## What needs to be done
Report all lines of the records that contain "WeightedIndex".

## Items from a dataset
○ ○ ○ ○ ○ ○ ○

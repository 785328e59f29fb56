use candle_core::{DType, Device, Result, Tensor, Var};

/// Glorot/Xavier uniform weights of shape `(fan_out, fan_in)`.
pub fn xavier_uniform(fan_in: usize, fan_out: usize, device: &Device) -> Result<Var> {
    let bound = (6f32 / (fan_in + fan_out) as f32).sqrt();
    let weight = Tensor::rand(-bound, bound, (fan_out, fan_in), device)?;
    Var::from_tensor(&weight)
}

pub fn zeros(len: usize, device: &Device) -> Result<Var> {
    Var::zeros(len, DType::F32, device)
}
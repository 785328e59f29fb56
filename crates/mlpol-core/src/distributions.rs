use crate::error::Result;
use candle_core::Tensor;

pub trait Distribution {
    /// Draws one detached sample per batch element.
    fn sample(&self) -> Result<Tensor>;

    /// Log-density of `actions`, not reduced over the action dimensions.
    fn log_prob(&self, actions: &Tensor) -> Result<Tensor>;

    fn entropy(&self) -> Result<Tensor>;
}
pub mod categorical_distribution;
pub mod diagonal_distribution;

use candle_core::Tensor;
use categorical_distribution::CategoricalDistribution;
use diagonal_distribution::DiagGaussianDistribution;
use mlpol_core::{Result, distributions::Distribution};

#[derive(Debug, Clone)]
pub enum DistributionKind {
    Categorical(CategoricalDistribution),
    DiagGaussian(DiagGaussianDistribution),
}

impl Distribution for DistributionKind {
    fn sample(&self) -> Result<Tensor> {
        match self {
            Self::Categorical(cat) => cat.sample(),
            Self::DiagGaussian(diag) => diag.sample(),
        }
    }

    fn log_prob(&self, actions: &Tensor) -> Result<Tensor> {
        match self {
            Self::Categorical(cat) => cat.log_prob(actions),
            Self::DiagGaussian(diag) => diag.log_prob(actions),
        }
    }

    fn entropy(&self) -> Result<Tensor> {
        match self {
            Self::Categorical(cat) => cat.entropy(),
            Self::DiagGaussian(diag) => diag.entropy(),
        }
    }
}

impl From<CategoricalDistribution> for DistributionKind {
    fn from(distribution: CategoricalDistribution) -> Self {
        Self::Categorical(distribution)
    }
}

impl From<DiagGaussianDistribution> for DistributionKind {
    fn from(distribution: DiagGaussianDistribution) -> Self {
        Self::DiagGaussian(distribution)
    }
}
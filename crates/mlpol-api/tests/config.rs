use anyhow::Result;
use mlpol_api::{DeviceConfig, PolicyConfig, PolicyType};
use mlpol_core::{ActivationKind, PolicyError};

#[test]
fn defaults_fill_in_missing_fields() -> Result<()> {
    let config = PolicyConfig::from_json(
        r#"{ "input_size": 4, "output_size": 2, "policy": { "kind": "context_gaussian" } }"#,
    )?;
    assert_eq!(config.hidden_sizes, vec![100, 100]);
    assert_eq!(config.device, DeviceConfig::Cpu);
    assert_eq!(
        config.policy,
        PolicyType::ContextGaussian {
            activation: ActivationKind::Relu,
            context_size: 2
        }
    );
    assert_eq!(config, PolicyConfig::context_gaussian(4, 2));
    Ok(())
}

#[test]
fn json_round_trips() -> Result<()> {
    let config = PolicyConfig::gaussian(3, 1)
        .with_hidden_sizes(vec![16, 16, 16])
        .with_activation("tanh")?;
    let parsed = PolicyConfig::from_json(&config.to_json()?)?;
    assert_eq!(parsed, config);
    assert_eq!(parsed.mlp_config().activation, ActivationKind::Tanh);
    Ok(())
}

#[test]
fn unknown_activation_is_a_configuration_error() {
    let err = PolicyConfig::gaussian(3, 1).with_activation("sigmoid").unwrap_err();
    assert!(matches!(err, PolicyError::InvalidConfiguration(_)));

    let err = PolicyConfig::from_json(
        r#"{
            "input_size": 4,
            "output_size": 2,
            "policy": { "kind": "gaussian", "activation": "sigmoid" }
        }"#,
    )
    .unwrap_err();
    assert!(matches!(err, PolicyError::InvalidConfiguration(_)));
}

#[test]
fn categorical_rejects_gaussian_only_options() {
    assert!(matches!(
        PolicyConfig::categorical(3, 5).with_activation("tanh"),
        Err(PolicyError::InvalidConfiguration(_))
    ));
    assert!(matches!(
        PolicyConfig::categorical(3, 5).with_context_size(4),
        Err(PolicyError::InvalidConfiguration(_))
    ));
}

#[test]
fn categorical_config_parses() -> Result<()> {
    let config = PolicyConfig::from_json(
        r#"{
            "input_size": 3,
            "output_size": 5,
            "hidden_sizes": [8],
            "policy": { "kind": "categorical" },
            "device": "cpu"
        }"#,
    )?;
    assert_eq!(config, PolicyConfig::categorical(3, 5).with_hidden_sizes(vec![8]));
    Ok(())
}
pub mod distributions;
pub mod init;
pub mod policies;
pub mod sequential;

pub use distributions::{
    DistributionKind, categorical_distribution::CategoricalDistribution,
    diagonal_distribution::DiagGaussianDistribution,
};
pub use policies::{
    categorical::CategoricalPolicy, context_gaussian::ContextGaussianPolicy,
    gaussian::GaussianPolicy,
};
pub use sequential::{Sequential, build_sequential};
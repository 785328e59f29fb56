use candle_core::{D, DType, Error, Tensor};
use candle_nn::ops::{log_softmax, softmax};
use mlpol_core::{PolicyError, Result, distributions::Distribution};
use rand::distr::Distribution as RandDistribution;
use rand::distr::weighted::WeightedIndex;

/// Distribution over `0..num_classes` parameterized by unnormalized logits of shape
/// `(N, num_classes)`.
#[derive(Debug, Clone)]
pub struct CategoricalDistribution {
    logits: Tensor,
}

impl CategoricalDistribution {
    pub fn new(logits: Tensor) -> Self {
        Self { logits }
    }

    pub fn logits(&self) -> &Tensor {
        &self.logits
    }

    pub fn probs(&self) -> Result<Tensor> {
        Ok(softmax(&self.logits, D::Minus1)?)
    }

    /// Class indices of `actions` as `u32`, keeping their shape.
    fn action_indices(&self, actions: &Tensor) -> Result<Tensor> {
        let num_classes = self.logits.dims().last().copied().unwrap_or(0);
        let values: Vec<f64> = actions.to_dtype(DType::F64)?.flatten_all()?.to_vec1()?;
        let indices = values
            .iter()
            .map(|&value| {
                if value < 0. || value.fract() != 0. || value >= num_classes as f64 {
                    Err(PolicyError::InvalidAction(format!(
                        "action {value} outside of 0..{num_classes}"
                    )))
                } else {
                    Ok(value as u32)
                }
            })
            .collect::<Result<Vec<u32>>>()?;
        Ok(Tensor::from_vec(indices, actions.dims(), self.logits.device())?)
    }
}

impl Distribution for CategoricalDistribution {
    fn sample(&self) -> Result<Tensor> {
        let probs: Vec<Vec<f32>> = self.probs()?.to_dtype(DType::F32)?.to_vec2()?;
        let mut rng = rand::rng();
        let actions = probs
            .iter()
            .map(|row| {
                let distribution = WeightedIndex::new(row).map_err(Error::wrap)?;
                Ok(distribution.sample(&mut rng) as u32)
            })
            .collect::<Result<Vec<u32>>>()?;
        let len = actions.len();
        Ok(Tensor::from_vec(actions, len, self.logits.device())?)
    }

    fn log_prob(&self, actions: &Tensor) -> Result<Tensor> {
        let actions = self.action_indices(actions)?.unsqueeze(D::Minus1)?;
        let log_probs = log_softmax(&self.logits, D::Minus1)?;
        Ok(log_probs.gather(&actions, D::Minus1)?.squeeze(D::Minus1)?)
    }

    fn entropy(&self) -> Result<Tensor> {
        let log_probs = log_softmax(&self.logits, D::Minus1)?;
        let entropy = log_probs.exp()?.mul(&log_probs)?.sum(D::Minus1)?.neg()?;
        Ok(entropy)
    }
}
use anyhow::Result;
use candle_core::{Device, Tensor};
use candle_nn::Module;
use mlpol_candle::build_sequential;
use mlpol_core::{ActivationKind, MlpConfig, PolicyError, policies::FlatParams};
use rstest::rstest;

#[rstest]
#[case(vec![8], ActivationKind::Relu)]
#[case(vec![8], ActivationKind::Tanh)]
#[case(vec![16, 8], ActivationKind::Relu)]
#[case(vec![3, 3, 3], ActivationKind::Tanh)]
fn parameter_count_sums_layer_sizes(
    #[case] hidden_sizes: Vec<usize>,
    #[case] activation: ActivationKind,
) -> Result<()> {
    let config = MlpConfig::new(hidden_sizes.clone(), activation);
    let nn = build_sequential(4, &config, 2, &Device::Cpu)?;
    let dims = [&[4][..], &hidden_sizes[..], &[2]].concat();
    let expected: usize = dims.windows(2).map(|w| w[0] * w[1] + w[1]).sum();
    assert_eq!(nn.parameter_count(), expected);
    assert_eq!(nn.flat_parameters()?.dims1()?, expected);
    // weight and bias per linear layer, plus an activation between linear layers
    assert_eq!(nn.parameters().len(), 2 * (hidden_sizes.len() + 1));
    assert_eq!(nn.layers().len(), 2 * hidden_sizes.len() + 1);
    assert_eq!(nn.input_dim(), Some(4));
    assert_eq!(nn.output_dim(), Some(2));
    Ok(())
}

#[test]
fn weights_are_xavier_bounded_and_biases_zero() -> Result<()> {
    let nn = build_sequential(6, &MlpConfig::new(vec![10], ActivationKind::Relu), 3, &Device::Cpu)?;
    for layer in nn.linear_layers() {
        let bound = (6f32 / (layer.in_dim() + layer.out_dim()) as f32).sqrt();
        let weights: Vec<f32> = layer.weight().flatten_all()?.to_vec1()?;
        assert!(weights.iter().all(|w| w.abs() <= bound));
        assert!(weights.iter().any(|w| *w != 0.));
        let bias: Vec<f32> = layer.bias().to_vec1()?;
        assert!(bias.iter().all(|b| *b == 0.));
    }
    Ok(())
}

#[test]
fn forward_maps_batches_to_output_width() -> Result<()> {
    let config = MlpConfig::new(vec![7, 7], ActivationKind::Tanh);
    let nn = build_sequential(5, &config, 3, &Device::Cpu)?;
    let xs = Tensor::randn(0f32, 1., (9, 5), &Device::Cpu)?;
    assert_eq!(nn.forward(&xs)?.dims(), &[9, 3]);
    Ok(())
}

#[test]
fn rejects_degenerate_layouts() {
    let device = Device::Cpu;
    let empty = MlpConfig::new(vec![], ActivationKind::Relu);
    assert!(matches!(
        build_sequential(4, &empty, 2, &device),
        Err(PolicyError::InvalidConfiguration(_))
    ));
    let zero_hidden = MlpConfig::new(vec![8, 0], ActivationKind::Relu);
    assert!(matches!(
        build_sequential(4, &zero_hidden, 2, &device),
        Err(PolicyError::InvalidConfiguration(_))
    ));
    let config = MlpConfig::default();
    assert!(matches!(
        build_sequential(0, &config, 2, &device),
        Err(PolicyError::InvalidConfiguration(_))
    ));
    assert!(matches!(
        build_sequential(4, &config, 0, &device),
        Err(PolicyError::InvalidConfiguration(_))
    ));
}

#[test]
fn flat_writes_are_seen_by_clones() -> Result<()> {
    let config = MlpConfig::new(vec![4], ActivationKind::Relu);
    let mut nn = build_sequential(2, &config, 1, &Device::Cpu)?;
    let clone = nn.clone();
    let count = nn.parameter_count();
    nn.set_flat_parameters(&Tensor::zeros(count, candle_core::DType::F32, &Device::Cpu)?)?;
    let flat: Vec<f32> = clone.flat_parameters()?.to_vec1()?;
    assert!(flat.iter().all(|p| *p == 0.));
    let xs = Tensor::ones((3, 2), candle_core::DType::F32, &Device::Cpu)?;
    let out: Vec<Vec<f32>> = clone.forward(&xs)?.to_vec2()?;
    assert!(out.iter().flatten().all(|v| *v == 0.));
    Ok(())
}
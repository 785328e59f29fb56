pub mod builders;
pub mod config;
pub mod policies;
#[cfg(feature = "test-utils")]
pub mod test_utils;

pub use builders::policies::PolicyBuilder;
pub use config::{DeviceConfig, PolicyConfig, PolicyType};
pub use policies::PolicyKind;
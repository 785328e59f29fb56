pub mod policies;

○ ○ ○ ○ ○ ○ ○

## Your response
use rand::distr::weighted::WeightedIndex;
                let distribution = WeightedIndex::new(row).map_err(Error::wrap)?;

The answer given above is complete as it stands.